Dear Wanita, Tetaplah Bekerja!

“Mengapa wanita perlu tetap bekerja? Sederhana jawabannya, supaya enggak bengong!”

Eh, bukan. Bukan itu!

Gini, wanita perlu tetap bekerja supaya tetap menjadi pribadi yang kuat. Berdiri di atas kemandirian kakinya sendiri dalam mewujudkan kebahagiaan yang selaras dengan tugasnya sebagai madrasah untuk anak-anaknya kelak.

Realitasnya, setelah menikah nanti tak ada satupun wanita yang tau kapan suaminya akan mati. Faktanya, tak ada satupun juga suami yang tau sampai kapan dia akan mendampingi dan mengayomi kebutuhan istri.

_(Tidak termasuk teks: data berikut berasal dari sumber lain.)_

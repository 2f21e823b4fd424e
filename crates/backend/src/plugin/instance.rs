//! String marshaling and the call sequence on top of [`ModuleAbi`].

use fmtbridge_options::{ContentFamily, FormatOptions, plugin_config};
use serde_json::{Map, Value};

use super::abi::{AbiError, Export, ModuleAbi, STATUS_CHANGED, STATUS_ERROR, STATUS_UNCHANGED};
use crate::error::{BackendError, Result};
use crate::{CallContext, FormatOutcome, FormatRequest};

/// One live module instance serving one content family.
///
/// Configuration is sent once per instance (the handshake) and tracked by `config_set`. When the
/// module exports `set_override_config`, per-call options travel as an override and the
/// handshake is never repeated; otherwise an options change resets the configuration and
/// repeats the handshake.
#[derive(Debug)]
pub struct PluginInstance<A> {
	abi: A,
	plugin: String,
	family: ContentFamily,
	/// Transfer buffer `(ptr, size)`, read once.
	buffer: Option<(u32, u32)>,
	config_set: bool,
	configured_with: Option<FormatOptions>,
}

impl<A: ModuleAbi> PluginInstance<A> {
	pub fn new(abi: A, plugin: impl Into<String>, family: ContentFamily) -> Self {
		Self {
			abi,
			plugin: plugin.into(),
			family,
			buffer: None,
			config_set: false,
			configured_with: None,
		}
	}

	pub fn plugin(&self) -> &str {
		&self.plugin
	}

	/// The underlying module.
	pub fn abi(&self) -> &A {
		&self.abi
	}

	/// Whether the configuration handshake has completed.
	pub fn config_set(&self) -> bool {
		self.config_set
	}

	/// Drops the module's configuration; the next call repeats the handshake.
	pub fn reset_config(&mut self) -> Result<()> {
		if self.config_set {
			self.call(Export::ResetConfig)?;
		}
		self.config_set = false;
		self.configured_with = None;
		Ok(())
	}

	/// Formats one request.
	pub fn format(&mut self, request: &FormatRequest<'_>, ctx: &CallContext) -> Result<FormatOutcome> {
		ctx.checkpoint()?;
		self.abi.begin_call(request.options, ctx);
		let result = self.run_format(request, ctx);
		self.abi.end_call();
		result
	}

	fn run_format(&mut self, request: &FormatRequest<'_>, ctx: &CallContext) -> Result<FormatOutcome> {
		let has_override = self.abi.exports(Export::SetOverrideConfig);
		self.configure(request.options, has_override)?;

		if has_override {
			let config = plugin_config::override_config(self.family, request.options);
			self.send_json(&config)?;
			self.call(Export::SetOverrideConfig)?;
		}

		let path = format!("file.{}", request.content_type.extension());
		self.send_string(&path)?;
		self.call(Export::SetFilePath)?;

		self.send_string(request.text)?;
		ctx.checkpoint()?;

		let status = self.call(Export::Format)?;
		tracing::trace!(plugin = %self.plugin, status, "plugin format returned");
		match status {
			STATUS_UNCHANGED => Ok(FormatOutcome::Unchanged),
			STATUS_CHANGED => {
				let len = self.call(Export::GetFormattedText)?;
				let text = self.receive_string(len)?;
				if text == request.text {
					Ok(FormatOutcome::Unchanged)
				} else {
					Ok(FormatOutcome::Formatted(text))
				}
			}
			STATUS_ERROR => {
				let len = self.call(Export::GetErrorText)?;
				let message = self.receive_string(len)?;
				Err(BackendError::Plugin {
					plugin: self.plugin.clone(),
					message,
				})
			}
			other => Err(BackendError::ProtocolViolation(format!(
				"`{}` format() returned undocumented status {other}",
				self.plugin
			))),
		}
	}

	fn configure(&mut self, options: &FormatOptions, has_override: bool) -> Result<()> {
		if self.config_set {
			if has_override || self.configured_with.as_ref() == Some(options) {
				return Ok(());
			}
			tracing::debug!(plugin = %self.plugin, "options changed, resetting plugin config");
			self.reset_config()?;
		}

		self.send_json(&plugin_config::global_config(options))?;
		self.call(Export::SetGlobalConfig)?;
		self.send_json(&plugin_config::family_config(self.family, options))?;
		self.call(Export::SetPluginConfig)?;

		self.config_set = true;
		self.configured_with = Some(options.clone());
		tracing::debug!(plugin = %self.plugin, "plugin configured");
		Ok(())
	}

	fn call(&mut self, export: Export) -> Result<u32> {
		let result = self.abi.invoke(export);
		result.map_err(|e| self.abi_error(e))
	}

	fn transfer_buffer(&mut self) -> Result<(u32, u32)> {
		if let Some(buffer) = self.buffer {
			return Ok(buffer);
		}
		let ptr = self.abi.buffer_ptr().map_err(|e| self.abi_error(e))?;
		let size = self.abi.buffer_size().map_err(|e| self.abi_error(e))?;
		if size == 0 {
			return Err(BackendError::ProtocolViolation(format!(
				"`{}` reports a zero-sized transfer buffer",
				self.plugin
			)));
		}
		self.buffer = Some((ptr, size));
		Ok((ptr, size))
	}

	fn send_json(&mut self, config: &Map<String, Value>) -> Result<()> {
		let json = Value::Object(config.clone()).to_string();
		self.send_string(&json)
	}

	/// Moves `text` into the module's shared bytes, one buffer-sized chunk at a time.
	fn send_string(&mut self, text: &str) -> Result<()> {
		let bytes = text.as_bytes();
		let len = u32::try_from(bytes.len())
			.map_err(|_| BackendError::ProtocolViolation(format!("{} bytes exceed the 32-bit address space", bytes.len())))?;
		let (ptr, size) = self.transfer_buffer()?;

		self.abi.clear_shared_bytes(len).map_err(|e| self.abi_error(e))?;
		for chunk in bytes.chunks(size as usize) {
			self.abi.write_memory(ptr, chunk).map_err(|e| self.abi_error(e))?;
			self.abi
				.add_to_shared_bytes_from_buffer(chunk.len() as u32)
				.map_err(|e| self.abi_error(e))?;
		}
		Ok(())
	}

	/// Reads `len` shared bytes back out of the module.
	fn receive_string(&mut self, len: u32) -> Result<String> {
		let (ptr, size) = self.transfer_buffer()?;
		let mut out = Vec::with_capacity(len as usize);
		let mut offset = 0u32;
		while offset < len {
			let n = size.min(len - offset);
			self.abi
				.set_buffer_with_shared_bytes(offset, n)
				.map_err(|e| self.abi_error(e))?;
			let start = out.len();
			out.resize(start + n as usize, 0);
			self.abi
				.read_memory(ptr, &mut out[start..])
				.map_err(|e| self.abi_error(e))?;
			offset += n;
		}
		String::from_utf8(out).map_err(|_| {
			BackendError::ProtocolViolation(format!("`{}` returned text that is not UTF-8", self.plugin))
		})
	}

	fn abi_error(&self, err: AbiError) -> BackendError {
		match err {
			AbiError::Trap(reason) => BackendError::ModuleTrap {
				plugin: self.plugin.clone(),
				reason,
			},
			other => BackendError::ProtocolViolation(format!("`{}`: {other}", self.plugin)),
		}
	}
}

Ketika tiba-tiba ajal datang menjemput suami, kejatuhan wajan misalnya, wajan satu kontainer plus dengan kontainernya, na’uddzubillah, setidaknya secara finansial si istri dapat lebih tenang melanjutkan hidup bersama anak-anak, karena stabilisasi ekonomisasi akibat mandirisasisasisasinya memiliki pekerjaan. Kerja apa saja, usaha apa saja. Yang penting halal dan baik.

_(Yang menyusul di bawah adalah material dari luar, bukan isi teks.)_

//! Serialization of a normalized option set into the external formatter's flag syntax.
//!
//! Each option maps to exactly one flag shape:
//!
//! | Shape  | Example                    |
//! |--------|----------------------------|
//! | switch | `--use-tabs`, `--no-semicolons` |
//! | value  | `--line-width 100`         |
//! | list   | `--ignore=dist,build`      |
//!
//! Switches are emitted only when they differ from the tool's own default, so a default option
//! set produces only value flags.

use crate::options::FormatOptions;

/// Ordered flag list under construction.
#[derive(Debug, Default)]
struct FlagList {
	args: Vec<String>,
}

impl FlagList {
	fn switch(&mut self, name: &str, enabled: bool) -> &mut Self {
		if enabled {
			self.args.push(format!("--{name}"));
		}
		self
	}

	fn value(&mut self, name: &str, value: impl ToString) -> &mut Self {
		self.args.push(format!("--{name}"));
		self.args.push(value.to_string());
		self
	}

	fn list(&mut self, name: &str, entries: &[String]) -> &mut Self {
		if !entries.is_empty() {
			self.args.push(format!("--{name}={}", entries.join(",")));
		}
		self
	}
}

/// Serializes `options` into formatter flags, in a fixed order.
pub fn to_flags(options: &FormatOptions) -> Vec<String> {
	let mut flags = FlagList::default();
	flags
		.value("line-width", options.line_width)
		.value("indent-width", options.indent_width)
		.switch("use-tabs", options.use_tabs)
		.switch("single-quote", options.single_quote)
		.value("prose-wrap", options.prose_wrap)
		.switch("no-semicolons", !options.semicolons)
		.list("ignore", &options.ignore);
	flags.args
}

Ibarat kata jika hal itu terjadi menimpa suami, wanita enggak perlu terlalu khawatir dan takut untuk melanjutkan hidup. Juga agar enggak mudah tergoda oleh iming-iming sebagian pria buas yang bertebaran di jagad raya saat dalam kesendirian tanpa pasangan dan hanya hidup bersama anak-anak.

Dalam sebuah sidang penelitian tingkat pujangga yang dilakukan oleh Sutil, Penggorengan, Ember dan Baskom Bocor, serta dihadiri oleh perwakilan Sandal Jepit Ngesot, Bakiak Terbang dan Sepatu Kerlap-kerlip, diperoleh hasil bahwa istri yang bekerja terbukti lebih kuat.

Setidaknya kuat ketika ditinggal “pergi” oleh suami. Baik “pergi” dalam artian meninggal, maupun cerai karena suami kawin lagi, selingkuh, atau hilang tanpa tercium baunya akibat diculik oleh gerombolan alien dari planet Hula-hula Kutumbaba.

Selain itu, penelitian yang didanai oleh sebuah komunitas Semut Rang-rang pecinta JKT48 itu juga menyimpulkan. Bahwa istri-istri yang bekerja ternyata terbukti akan lebih memiliki kekuatan dan keleluasaan dalam menentukan jalan hidupnya jika ternyata suami “bertingkah” di belakang mereka. Berselingkuh itu, misalnya.

Istri yang bekerja dalam kemandirian dan stabilitas finansial yang kuat, akan lebih berani untuk bertindak atau bahkan menghempaskan suaminya yang “bertingkah”. Mencelupkan mereka ke samudera yang luas, lalu melanjutkan hidup dengan bergegas di atas kebahagiaan kaki sendiri bersama anak-anak meski tanpa suami lagi.

Bukan menangis tiap malam dipojokan kamar bersama bantal. Merana, namun bingung tak bisa berbuat apa-apa menerima perangai buruk suaminya.

Bingung, kan? Sama!
Saya juga bingung enggak abis pikir ngeliatnya.

Okay, kalau begitu kita bicara tentang pria aja.

Pria pun kudu salaras. Enggak perlu lah lagi melarang-larang pasangan wanita atau istrinya untuk berhenti berkarya dan meninggalkan pekerjaannya jika belum mampu memberikan pengganti kebaikan yang lebih untuk mereka. Membuatkan usaha, misalnya.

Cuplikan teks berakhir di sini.